Thermal coal exports rise again in 2023

- Mia Rabson

• Canadian exports of thermal coal increased another seven per cent last year, reaching the highest level in almost a decade.

The boom in exports of the kind of coal burned to make electricit­y comes as Canada leads a charge to end the use of coal as a source of power worldwide.

The Liberals also promised three years ago that all thermal coal exports will stop from Canada by 2030, but exports have risen almost 20 per cent since that promise was made.

Statistics published this month by the ports of Vancouver and Prince Rupert show 19.5 million tonnes of thermal coal were exported through their terminals last year.

That’s up from a little more than 18 million tonnes in 2022 and is almost twice the amount Canada exported in 2015 when the Liberals took power.

Fraser Thomson, a staff lawyer at Ecojustice, says he thinks some companies know their days of shipping thermal coal are numbered and are trying to get out as much as they can before they get cut off.
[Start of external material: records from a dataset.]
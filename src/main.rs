mod access;
mod calc;
mod db;
mod import;
mod ipc;
mod phone;
mod roster_csv;
mod store;

use std::io::{self, BufRead, Write};
use tracing_subscriber::EnvFilter;

fn init_tracing() {
    // stdout carries the protocol, so logs go to stderr.
    let filter = EnvFilter::try_from_env("SANTRID_LOG").unwrap_or_else(|_| EnvFilter::new("info"));
    tracing_subscriber::fmt()
        .with_env_filter(filter)
        .with_writer(io::stderr)
        .with_ansi(false)
        .init();
}

fn main() {
    init_tracing();
    tracing::info!(version = env!("CARGO_PKG_VERSION"), "santrid starting");

    let mut state = ipc::AppState::new();

    let stdin = io::stdin();
    let mut stdout = io::stdout();

    for line in stdin.lock().lines() {
        let line = match line {
            Ok(v) => v,
            Err(e) => {
                tracing::error!(error = %e, "stdin read failed");
                break;
            }
        };
        if line.trim().is_empty() {
            continue;
        }

        let resp = match serde_json::from_str::<ipc::Request>(&line) {
            Ok(req) => ipc::handle_request(&mut state, req),
            Err(e) => {
                tracing::warn!(error = %e, "unparseable request line");
                serde_json::json!({
                    "ok": false,
                    "error": { "code": "bad_json", "message": e.to_string() }
                })
            }
        };

        let _ = writeln!(
            stdout,
            "{}",
            serde_json::to_string(&resp).unwrap_or_else(|_| "{\"ok\":false}".to_string())
        );
        let _ = stdout.flush();
    }
}
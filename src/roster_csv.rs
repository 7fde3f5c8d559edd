use serde::Serialize;
use thiserror::Error;

pub const TEMPLATE_FILE_NAME: &str = "template_import_santri.csv";

pub const TEMPLATE_CSV: &str = "Nama Lengkap,Halaqah,Nama Wali,No HP Wali
Ahmad Fauzi,Halaqah Al-Fatihah,Budi Santoso,6281234567890
Muhammad Rizki,Halaqah Al-Ikhlas,Siti Aminah,085712345678
Abdullah Hakim,Halaqah Al-Fatihah,Hasan Basri,081298765432
Umar Faruq,Halaqah An-Nas,Aisyah Rahma,6289876543210
";

const GUARDIAN_TOKENS: [&str; 5] = ["wali", "guardian", "parent", "ortu", "orang tua"];
const NAME_TOKENS: [&str; 2] = ["nama", "name"];
const GROUP_TOKENS: [&str; 4] = ["halaqah", "halaqoh", "kelompok", "group"];
const PHONE_TOKENS: [&str; 5] = ["hp", "whatsapp", "telp", "telepon", "phone"];

/// Structural problems that reject a file before any row is looked at.
#[derive(Debug, Error)]
pub enum FileError {
    #[error("file must contain a header row and at least one data row")]
    TooFewLines,
    #[error("missing required columns: {}", .0.join(", "))]
    MissingColumns(Vec<&'static str>),
    #[error("could not read CSV: {0}")]
    Csv(#[from] csv::Error),
}

impl FileError {
    pub fn code(&self) -> &'static str {
        match self {
            FileError::MissingColumns(_) => "missing_columns",
            FileError::TooFewLines | FileError::Csv(_) => "bad_file",
        }
    }
}

#[derive(Debug, Clone, PartialEq)]
pub struct CsvLine {
    /// 1-based line in the source text.
    pub line: u64,
    pub fields: Vec<String>,
}

impl CsvLine {
    fn is_blank(&self) -> bool {
        self.fields.iter().all(|f| f.is_empty())
    }

    fn value(&self, col: Option<usize>) -> String {
        col.and_then(|i| self.fields.get(i))
            .cloned()
            .unwrap_or_default()
    }
}

pub fn detect_delimiter(text: &str) -> u8 {
    let first = text.lines().next().unwrap_or("");
    if first.contains(';') {
        b';'
    } else {
        b','
    }
}

/// Splits the whole file on the delimiter found in its header line. Quoted
/// spans keep embedded delimiters and `""` collapses to `"`. The header is
/// returned as the first element.
pub fn parse_delimited(text: &str) -> Result<Vec<CsvLine>, FileError> {
    let text = text.strip_prefix('\u{feff}').unwrap_or(text);
    let mut rdr = csv::ReaderBuilder::new()
        .has_headers(false)
        .flexible(true)
        .delimiter(detect_delimiter(text))
        .trim(csv::Trim::All)
        .from_reader(text.as_bytes());

    let mut lines = Vec::new();
    for result in rdr.records() {
        let record = result?;
        let line = record.position().map(|p| p.line()).unwrap_or(0);
        lines.push(CsvLine {
            line,
            fields: record.iter().map(str::to_string).collect(),
        });
    }

    let data_rows = lines.iter().skip(1).filter(|l| !l.is_blank()).count();
    if data_rows == 0 {
        return Err(FileError::TooFewLines);
    }
    Ok(lines)
}

#[derive(Debug, Clone, Copy, Default, PartialEq, Serialize)]
#[serde(rename_all = "camelCase")]
pub struct ColumnMap {
    pub name: Option<usize>,
    pub group: Option<usize>,
    pub guardian_name: Option<usize>,
    pub guardian_phone: Option<usize>,
}

impl ColumnMap {
    pub fn require(&self) -> Result<(), FileError> {
        let mut missing = Vec::new();
        if self.name.is_none() {
            missing.push("name");
        }
        if self.group.is_none() {
            missing.push("group");
        }
        if missing.is_empty() {
            Ok(())
        } else {
            Err(FileError::MissingColumns(missing))
        }
    }
}

fn contains_any(header: &str, tokens: &[&str]) -> bool {
    tokens.iter().any(|t| header.contains(t))
}

fn is_guardian(header: &str) -> bool {
    contains_any(header, &GUARDIAN_TOKENS)
}

fn is_name_header(header: &str) -> bool {
    contains_any(header, &NAME_TOKENS) && !is_guardian(header)
}

fn is_group_header(header: &str) -> bool {
    contains_any(header, &GROUP_TOKENS)
}

fn is_guardian_name_header(header: &str) -> bool {
    is_guardian(header) && contains_any(header, &NAME_TOKENS)
}

fn is_phone_header(header: &str) -> bool {
    contains_any(header, &PHONE_TOKENS)
        || header
            .split(|c: char| !c.is_alphanumeric())
            .any(|token| token == "wa")
}

pub fn map_headers(header: &[String]) -> ColumnMap {
    let lowered = header
        .iter()
        .map(|h| h.trim().to_lowercase())
        .collect::<Vec<_>>();
    let find = |pred: fn(&str) -> bool| lowered.iter().position(|h| pred(h));
    ColumnMap {
        name: find(is_name_header),
        group: find(is_group_header),
        guardian_name: find(is_guardian_name_header),
        guardian_phone: find(is_phone_header),
    }
}

#[derive(Debug, Clone, Copy, PartialEq, Eq)]
pub enum RowProblem {
    MissingName,
    MissingGroup,
    MissingPhone,
}

impl RowProblem {
    pub fn code(self) -> &'static str {
        match self {
            RowProblem::MissingName => "missing_name",
            RowProblem::MissingGroup => "missing_group",
            RowProblem::MissingPhone => "missing_phone",
        }
    }

    pub fn reason(self) -> &'static str {
        match self {
            RowProblem::MissingName => "student name is empty",
            RowProblem::MissingGroup => "halaqah is empty",
            RowProblem::MissingPhone => "guardian phone number is empty",
        }
    }
}

impl Serialize for RowProblem {
    fn serialize<S: serde::Serializer>(&self, s: S) -> Result<S::Ok, S::Error> {
        s.serialize_str(self.code())
    }
}

#[derive(Debug, Clone, PartialEq, Serialize)]
#[serde(rename_all = "camelCase")]
pub struct ImportRow {
    pub line: u64,
    pub name: String,
    pub group_name: String,
    pub guardian_name: Option<String>,
    pub guardian_phone: Option<String>,
    pub is_valid: bool,
    pub error_code: Option<RowProblem>,
    pub error_reason: Option<&'static str>,
}

fn non_empty(s: String) -> Option<String> {
    if s.is_empty() {
        None
    } else {
        Some(s)
    }
}

/// Field presence check in the fixed order name, group, phone.
pub fn check_row(name: &str, group: &str, phone: &str) -> Option<RowProblem> {
    if name.is_empty() {
        Some(RowProblem::MissingName)
    } else if group.is_empty() {
        Some(RowProblem::MissingGroup)
    } else if phone.is_empty() {
        Some(RowProblem::MissingPhone)
    } else {
        None
    }
}

pub fn validate_rows(data: &[CsvLine], cols: &ColumnMap) -> Vec<ImportRow> {
    data.iter()
        .filter(|l| !l.is_blank())
        .map(|l| {
            let name = l.value(cols.name);
            let group_name = l.value(cols.group);
            let guardian_name = l.value(cols.guardian_name);
            let guardian_phone = l.value(cols.guardian_phone);
            let problem = check_row(&name, &group_name, &guardian_phone);
            ImportRow {
                line: l.line,
                name,
                group_name,
                guardian_name: non_empty(guardian_name),
                guardian_phone: non_empty(guardian_phone),
                is_valid: problem.is_none(),
                error_code: problem,
                error_reason: problem.map(RowProblem::reason),
            }
        })
        .collect()
}

/// Parse, map headers and validate in one pass. Structural problems come
/// back as `Err`; row problems are flagged on the rows.
pub fn read_roster(text: &str) -> Result<(ColumnMap, Vec<ImportRow>), FileError> {
    let lines = parse_delimited(text)?;
    let cols = map_headers(&lines[0].fields);
    cols.require()?;
    let rows = validate_rows(&lines[1..], &cols);
    Ok((cols, rows))
}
Coal is considered the dirtiest fuel for making electricit­y when it comes to greenhouse gas emissions and air pollution. It produces almost twice the amount of carbon dioxide when burned as natural gas to make the same amount of energy.

Global coal use expanded in 2022, partly as the Russian invasion of Ukraine led to a spike in gas prices. The Internatio­nal Energy Agency said in its most recent forecast that it believes thermal coal demand may have peaked in 2023.

China accounts for more than half the world’s use of thermal coal, and India almost 15 per cent.

Environmen­t Minister Steven Guilbeault said last month he expects to announce a plan to phase out coal exports later this year.

NDP MP Laurel Collins got tired of waiting for Guilbeault to act and in February introduced a private member’s bill to force the end of coal exports. The bill has not yet been debated.

Canada and the U.K. also launched the global Powering Past Coal Alliance seven years ago to encourage all countries to cut back on the use of coal as a source of power.

Canada’s domestic use of coal power has fallen dramatical­ly, helped by Ontario’s decision to close all its coal power plants. The last one in that province closed in 2014.

Alberta’s last two coal plants are transition­ing to natural gas this year.

Saskatchew­an, New Brunswick and Nova Scotia are the only other provinces with significan­t reliance on coal, but regulation­s require them to close them, transition them to gas, or equip them with emissions capture technology by 2030.

Almost all of the thermal coal Canada produces comes from coal mines in Alberta and is exported, mainly to Asia, from ports in B.C.